Made with my rust game library in 48 hours for global game jam 2023.

Click next turn to advance time by a few step, and you can watch as the game world changes. When the carrots sparkle, it means they have been harvested and added to your carrot bank in the top right. You can click on the button in the top left to open the shop and buy tiles that interact with the world in some way.

download on itch.io

view source code on github

Credits:

Implementation Details

I added many new features to my Rust game library since I had last used it for a jam, now it hides all of the details of SDL. Controls are also much easier to add, and a lot of unrelated systems that were previously connected have been more seperated (ie render, input, camera, map, etc…).

The Board is implemented as an array of Boxed objects that impliment the ‘Tile’ trait. This trait defines the behavior of a tile type, what it looks like, how it affects other tiles, and how other tiles affect it. Here is the trait

pub trait Tile {
    fn tile(&self) -> Tiles {
        Tiles::None
    }

    fn pos(&self) -> (usize, usize);

    fn removed(&mut self) -> bool {
        false
	}

    fn update(&mut self, _map: &mut Tilemap) {}

    fn draw(&self, _cam: &mut Camera) {}

    fn interact(&mut self, _tile:Tiles) {}
}

When the simulation steps forward, the update function is called on each tile. Each tile can add a Choice to the tilemap, which is a request for affecting a certain tile. Each of these choices are looped through and applied to their targets. The choice has two affects, it can either cause the target to be replaced, or will cause a change in the state of the target.
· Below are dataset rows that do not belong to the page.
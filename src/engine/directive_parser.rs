use once_cell::sync::Lazy;
use regex::Regex;

use crate::model::directive::Directive;

/// Any bracketed tag that starts with a known directive keyword.
static TAG_RE: Lazy<Regex> = Lazy::new(|| {
    Regex::new(r"(?i)\[\s*(MONSTER_HP|MONSTER_DMG|MONSTER|HP|GOLD|ITEM)\s*:\s*([^\]\[]*)\]")
        .expect("directive tag regex")
});

/// `Goblin King, HP: 50`
static SPAWN_RE: Lazy<Regex> = Lazy::new(|| {
    Regex::new(r"(?i)^(.+?)\s*,\s*(?:HP\s*:?\s*)?([+-]?\d+)$").expect("spawn body regex")
});

/// `Ana, -2`
static TARGET_DELTA_RE: Lazy<Regex> =
    Lazy::new(|| Regex::new(r"^(.+?)\s*,\s*([+-]?\s*\d+)$").expect("delta body regex"));

/// `Ana, Rusty Key`
static TARGET_ITEM_RE: Lazy<Regex> =
    Lazy::new(|| Regex::new(r"^(.+?)\s*,\s*(.+)$").expect("item body regex"));

/// Narrator text split into machine directives and what players should see.
#[derive(Debug, Clone, PartialEq, Eq)]
pub struct ParsedNarration {
    /// In order of appearance
    pub directives: Vec<Directive>,
    pub display_text: String,
}

pub fn parse_directives(narration: &str) -> ParsedNarration {
    let mut directives = Vec::new();
    let mut out = String::with_capacity(narration.len());
    let mut last = 0;

    for caps in TAG_RE.captures_iter(narration) {
        let Some(whole) = caps.get(0) else {
            continue;
        };
        let keyword = caps.get(1).map_or("", |m| m.as_str());
        let body = caps.get(2).map_or("", |m| m.as_str()).trim();

        directives.push(parse_body(keyword, body, whole.as_str()));

        out.push_str(&narration[last..whole.start()]);
        last = whole.end();

        let line_start = out.rfind('\n').map_or(0, |i| i + 1);
        let line_is_blank = out[line_start..].trim_matches([' ', '\t']).is_empty();
        let rest_of_line = narration[last..].split('\n').next().unwrap_or("");

        if line_is_blank && rest_of_line.trim().is_empty() {
            // The tag was the whole line: drop it with its newline.
            out.truncate(line_start);
            last += rest_of_line.len();
            if narration[last..].starts_with('\n') {
                last += 1;
            }
        } else if line_is_blank {
            let leading = rest_of_line.len() - rest_of_line.trim_start_matches([' ', '\t']).len();
            last += leading;
        } else {
            // Drop the gap the tag leaves before whitespace, punctuation or the end.
            let next = narration[last..].chars().next();
            if next.map_or(true, |c| c.is_whitespace() || ",.!?;:".contains(c)) {
                let trimmed = out.trim_end_matches([' ', '\t']).len();
                out.truncate(trimmed);
            }
        }
    }
    out.push_str(&narration[last..]);

    ParsedNarration {
        directives,
        display_text: out.trim().to_string(),
    }
}

fn parse_body(keyword: &str, body: &str, raw: &str) -> Directive {
    let malformed = || Directive::Malformed {
        raw: raw.to_string(),
    };

    match keyword.to_ascii_uppercase().as_str() {
        "MONSTER" => match SPAWN_RE.captures(body) {
            Some(c) => match parse_delta(&c[2]) {
                Some(hp) => Directive::SpawnMonster {
                    name: c[1].trim().to_string(),
                    hp,
                },
                None => malformed(),
            },
            None => malformed(),
        },

        "MONSTER_HP" => match parse_delta(body) {
            Some(delta) => Directive::MonsterHp { delta },
            None => malformed(),
        },

        // Damage is written as a positive amount.
        "MONSTER_DMG" => match parse_delta(body) {
            Some(amount) => Directive::MonsterHp {
                delta: amount.saturating_abs().saturating_neg(),
            },
            None => malformed(),
        },

        "HP" | "GOLD" => match TARGET_DELTA_RE.captures(body) {
            Some(c) => match parse_delta(&c[2]) {
                Some(delta) => {
                    let player = c[1].trim().to_string();
                    if keyword.eq_ignore_ascii_case("HP") {
                        Directive::PlayerHp { player, delta }
                    } else {
                        Directive::Gold { player, delta }
                    }
                }
                None => malformed(),
            },
            None => malformed(),
        },

        "ITEM" => match TARGET_ITEM_RE.captures(body) {
            Some(c) => Directive::GrantItem {
                player: c[1].trim().to_string(),
                item: c[2].trim().to_string(),
            },
            None => malformed(),
        },

        _ => malformed(),
    }
}

/// Parses `-10`, `+15`, `- 3` or `7`. Out-of-range numbers are rejected.
fn parse_delta(raw: &str) -> Option<i32> {
    let compact: String = raw.chars().filter(|c| !c.is_whitespace()).collect();
    compact.parse().ok()
}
 fn step(&mut self, ui: &mut Ui) {
 
        for t in self.obj_map.iter_mut() {
            t.update(&mut self.board);
        }

        for c in self.board.map_updates.drain(..) {
            if self.obj_map[c.i].tile() == Tiles::Grass {
                    self.set(c);
                } else  {
                    self.obj_map[c.i].interact(c.dst);
                    if self.obj_map[c.i].removed() {
                        self.set(c);
                    }
                }
            }
        }
    }

The choice of implimenting tiles like this made it really easy to add new ones, and change the way they react with each other to change the way the simulation plays out.